TASK STATEMENT — Would you please write out each entry precisely as given?

PROVIDED INFORMATION —

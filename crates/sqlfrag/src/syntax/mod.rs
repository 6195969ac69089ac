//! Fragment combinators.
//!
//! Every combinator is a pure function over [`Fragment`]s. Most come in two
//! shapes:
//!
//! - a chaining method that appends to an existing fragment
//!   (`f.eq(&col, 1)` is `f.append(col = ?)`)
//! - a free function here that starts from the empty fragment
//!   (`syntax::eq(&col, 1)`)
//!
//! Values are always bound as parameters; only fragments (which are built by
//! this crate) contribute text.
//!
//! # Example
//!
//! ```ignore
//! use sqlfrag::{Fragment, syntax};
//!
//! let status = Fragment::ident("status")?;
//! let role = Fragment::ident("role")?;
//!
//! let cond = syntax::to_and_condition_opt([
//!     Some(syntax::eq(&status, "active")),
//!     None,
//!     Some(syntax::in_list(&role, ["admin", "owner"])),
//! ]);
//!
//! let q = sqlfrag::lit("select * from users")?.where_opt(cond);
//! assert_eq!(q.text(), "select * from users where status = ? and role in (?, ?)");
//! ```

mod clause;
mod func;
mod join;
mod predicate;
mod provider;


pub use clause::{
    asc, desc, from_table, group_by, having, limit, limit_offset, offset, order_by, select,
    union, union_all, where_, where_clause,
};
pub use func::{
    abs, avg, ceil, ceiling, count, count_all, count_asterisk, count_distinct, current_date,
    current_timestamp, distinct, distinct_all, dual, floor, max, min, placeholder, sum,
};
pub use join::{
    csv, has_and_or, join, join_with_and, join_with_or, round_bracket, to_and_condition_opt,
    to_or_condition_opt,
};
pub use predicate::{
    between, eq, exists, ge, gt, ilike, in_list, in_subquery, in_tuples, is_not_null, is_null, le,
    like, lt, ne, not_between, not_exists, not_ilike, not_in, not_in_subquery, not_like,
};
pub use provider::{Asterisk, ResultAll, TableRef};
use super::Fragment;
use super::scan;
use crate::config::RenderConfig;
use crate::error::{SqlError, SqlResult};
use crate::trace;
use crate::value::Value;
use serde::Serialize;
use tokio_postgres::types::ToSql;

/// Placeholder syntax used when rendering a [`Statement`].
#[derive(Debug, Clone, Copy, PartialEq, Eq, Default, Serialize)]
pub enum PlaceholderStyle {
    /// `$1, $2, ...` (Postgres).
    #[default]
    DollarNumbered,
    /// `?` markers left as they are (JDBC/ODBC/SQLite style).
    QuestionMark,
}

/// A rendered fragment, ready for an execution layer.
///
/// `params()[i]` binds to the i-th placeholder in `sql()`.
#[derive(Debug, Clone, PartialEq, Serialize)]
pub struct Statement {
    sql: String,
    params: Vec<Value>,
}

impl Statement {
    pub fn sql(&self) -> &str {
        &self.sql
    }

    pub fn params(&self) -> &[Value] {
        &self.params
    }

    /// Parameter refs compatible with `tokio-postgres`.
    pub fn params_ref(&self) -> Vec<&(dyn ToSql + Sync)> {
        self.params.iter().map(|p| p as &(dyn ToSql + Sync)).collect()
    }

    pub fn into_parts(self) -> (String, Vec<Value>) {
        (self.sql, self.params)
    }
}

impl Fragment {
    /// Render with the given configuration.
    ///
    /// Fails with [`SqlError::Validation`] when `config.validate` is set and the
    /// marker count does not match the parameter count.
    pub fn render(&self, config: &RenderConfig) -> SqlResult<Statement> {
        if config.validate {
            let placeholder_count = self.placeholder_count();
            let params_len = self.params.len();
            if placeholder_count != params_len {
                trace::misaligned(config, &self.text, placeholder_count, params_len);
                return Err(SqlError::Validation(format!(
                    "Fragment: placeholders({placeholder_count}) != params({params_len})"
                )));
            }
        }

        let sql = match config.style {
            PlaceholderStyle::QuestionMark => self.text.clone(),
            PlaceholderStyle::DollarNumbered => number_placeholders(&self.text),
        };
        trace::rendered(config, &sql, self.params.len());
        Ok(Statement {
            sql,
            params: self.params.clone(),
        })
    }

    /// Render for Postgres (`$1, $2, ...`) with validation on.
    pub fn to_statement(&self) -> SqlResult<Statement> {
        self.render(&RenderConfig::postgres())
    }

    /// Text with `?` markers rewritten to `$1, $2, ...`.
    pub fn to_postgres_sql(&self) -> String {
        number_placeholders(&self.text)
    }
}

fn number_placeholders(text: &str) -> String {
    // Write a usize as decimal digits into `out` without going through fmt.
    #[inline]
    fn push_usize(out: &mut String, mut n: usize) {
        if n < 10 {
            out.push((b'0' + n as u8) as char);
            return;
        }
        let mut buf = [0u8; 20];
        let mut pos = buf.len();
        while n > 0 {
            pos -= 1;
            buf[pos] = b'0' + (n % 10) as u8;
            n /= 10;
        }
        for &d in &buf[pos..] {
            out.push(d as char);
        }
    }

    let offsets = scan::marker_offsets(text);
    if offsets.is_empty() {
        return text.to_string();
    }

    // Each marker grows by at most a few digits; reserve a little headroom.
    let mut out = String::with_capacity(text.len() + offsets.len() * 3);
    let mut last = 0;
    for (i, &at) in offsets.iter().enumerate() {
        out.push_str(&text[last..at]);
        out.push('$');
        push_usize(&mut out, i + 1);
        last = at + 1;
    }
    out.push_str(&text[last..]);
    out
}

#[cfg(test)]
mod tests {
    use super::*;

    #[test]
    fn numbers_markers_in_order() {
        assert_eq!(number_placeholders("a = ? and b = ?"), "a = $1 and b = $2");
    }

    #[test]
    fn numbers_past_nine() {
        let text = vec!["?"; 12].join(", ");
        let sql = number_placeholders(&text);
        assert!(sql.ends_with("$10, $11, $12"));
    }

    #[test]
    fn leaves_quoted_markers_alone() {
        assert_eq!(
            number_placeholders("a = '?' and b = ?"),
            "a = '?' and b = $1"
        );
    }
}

TASK OUTPUT —
filename crates/sqlfrag/src/syntax/mod.rs
repository 6195969ac69089ac
//! Fragment combinators.
//!
//! Every combinator is a pure function over [`Fragment`]s. Most come in two
//! shapes:
//!
//! - a chaining method that appends to an existing fragment
//!   (`f.eq(&col, 1)` is `f.append(col = ?)`)
//! - a free function here that starts from the empty fragment
//!   (`syntax::eq(&col, 1)`)
//!
//! Values are always bound as parameters; only fragments (which are built by
//! this crate) contribute text.
//!
//! # Example
//!
//! ```ignore
//! use sqlfrag::{Fragment, syntax};
//!
//! let status = Fragment::ident("status")?;
//! let role = Fragment::ident("role")?;
//!
//! let cond = syntax::to_and_condition_opt([
//!     Some(syntax::eq(&status, "active")),
//!     None,
//!     Some(syntax::in_list(&role, ["admin", "owner"])),
//! ]);
//!
//! let q = sqlfrag::lit("select * from users")?.where_opt(cond);
//! assert_eq!(q.text(), "select * from users where status = ? and role in (?, ?)");
//! ```

mod clause;
mod func;
mod join;
mod predicate;
mod provider;


pub use clause::{
    asc, desc, from_table, group_by, having, limit, limit_offset, offset, order_by, select,
    union, union_all, where_, where_clause,
};
pub use func::{
    abs, avg, ceil, ceiling, count, count_all, count_asterisk, count_distinct, current_date,
    current_timestamp, distinct, distinct_all, dual, floor, max, min, placeholder, sum,
};
pub use join::{
    csv, has_and_or, join, join_with_and, join_with_or, round_bracket, to_and_condition_opt,
    to_or_condition_opt,
};
pub use predicate::{
    between, eq, exists, ge, gt, ilike, in_list, in_subquery, in_tuples, is_not_null, is_null, le,
    like, lt, ne, not_between, not_exists, not_ilike, not_in, not_in_subquery, not_like,
};
pub use provider::{Asterisk, ResultAll, TableRef};
use super::Fragment;
use super::scan;
use crate::config::RenderConfig;
use crate::error::{SqlError, SqlResult};
use crate::trace;
use crate::value::Value;
use serde::Serialize;
use tokio_postgres::types::ToSql;

/// Placeholder syntax used when rendering a [`Statement`].
#[derive(Debug, Clone, Copy, PartialEq, Eq, Default, Serialize)]
pub enum PlaceholderStyle {
    /// `$1, $2, ...` (Postgres).
    #[default]
    DollarNumbered,
    /// `?` markers left as they are (JDBC/ODBC/SQLite style).
    QuestionMark,
}

/// A rendered fragment, ready for an execution layer.
///
/// `params()[i]` binds to the i-th placeholder in `sql()`.
#[derive(Debug, Clone, PartialEq, Serialize)]
pub struct Statement {
    sql: String,
    params: Vec<Value>,
}

impl Statement {
    pub fn sql(&self) -> &str {
        &self.sql
    }

    pub fn params(&self) -> &[Value] {
        &self.params
    }

    /// Parameter refs compatible with `tokio-postgres`.
    pub fn params_ref(&self) -> Vec<&(dyn ToSql + Sync)> {
        self.params.iter().map(|p| p as &(dyn ToSql + Sync)).collect()
    }

    pub fn into_parts(self) -> (String, Vec<Value>) {
        (self.sql, self.params)
    }
}

impl Fragment {
    /// Render with the given configuration.
    ///
    /// Fails with [`SqlError::Validation`] when `config.validate` is set and the
    /// marker count does not match the parameter count.
    pub fn render(&self, config: &RenderConfig) -> SqlResult<Statement> {
        if config.validate {
            let placeholder_count = self.placeholder_count();
            let params_len = self.params.len();
            if placeholder_count != params_len {
                trace::misaligned(config, &self.text, placeholder_count, params_len);
                return Err(SqlError::Validation(format!(
                    "Fragment: placeholders({placeholder_count}) != params({params_len})"
                )));
            }
        }

        let sql = match config.style {
            PlaceholderStyle::QuestionMark => self.text.clone(),
            PlaceholderStyle::DollarNumbered => number_placeholders(&self.text),
        };
        trace::rendered(config, &sql, self.params.len());
        Ok(Statement {
            sql,
            params: self.params.clone(),
        })
    }

    /// Render for Postgres (`$1, $2, ...`) with validation on.
    pub fn to_statement(&self) -> SqlResult<Statement> {
        self.render(&RenderConfig::postgres())
    }

    /// Text with `?` markers rewritten to `$1, $2, ...`.
    pub fn to_postgres_sql(&self) -> String {
        number_placeholders(&self.text)
    }
}

fn number_placeholders(text: &str) -> String {
    // Write a usize as decimal digits into `out` without going through fmt.
    #[inline]
    fn push_usize(out: &mut String, mut n: usize) {
        if n < 10 {
            out.push((b'0' + n as u8) as char);
            return;
        }
        let mut buf = [0u8; 20];
        let mut pos = buf.len();
        while n > 0 {
            pos -= 1;
            buf[pos] = b'0' + (n % 10) as u8;
            n /= 10;
        }
        for &d in &buf[pos..] {
            out.push(d as char);
        }
    }

    let offsets = scan::marker_offsets(text);
    if offsets.is_empty() {
        return text.to_string();
    }

    // Each marker grows by at most a few digits; reserve a little headroom.
    let mut out = String::with_capacity(text.len() + offsets.len() * 3);
    let mut last = 0;
    for (i, &at) in offsets.iter().enumerate() {
        out.push_str(&text[last..at]);
        out.push('$');
        push_usize(&mut out, i + 1);
        last = at + 1;
    }
    out.push_str(&text[last..]);
    out
}

#[cfg(test)]
mod tests {
    use super::*;

    #[test]
    fn numbers_markers_in_order() {
        assert_eq!(number_placeholders("a = ? and b = ?"), "a = $1 and b = $2");
    }

    #[test]
    fn numbers_past_nine() {
        let text = vec!["?"; 12].join(", ");
        let sql = number_placeholders(&text);
        assert!(sql.ends_with("$10, $11, $12"));
    }

    #[test]
    fn leaves_quoted_markers_alone() {
        assert_eq!(
            number_placeholders("a = '?' and b = ?"),
            "a = '?' and b = $1"
        );
    }
}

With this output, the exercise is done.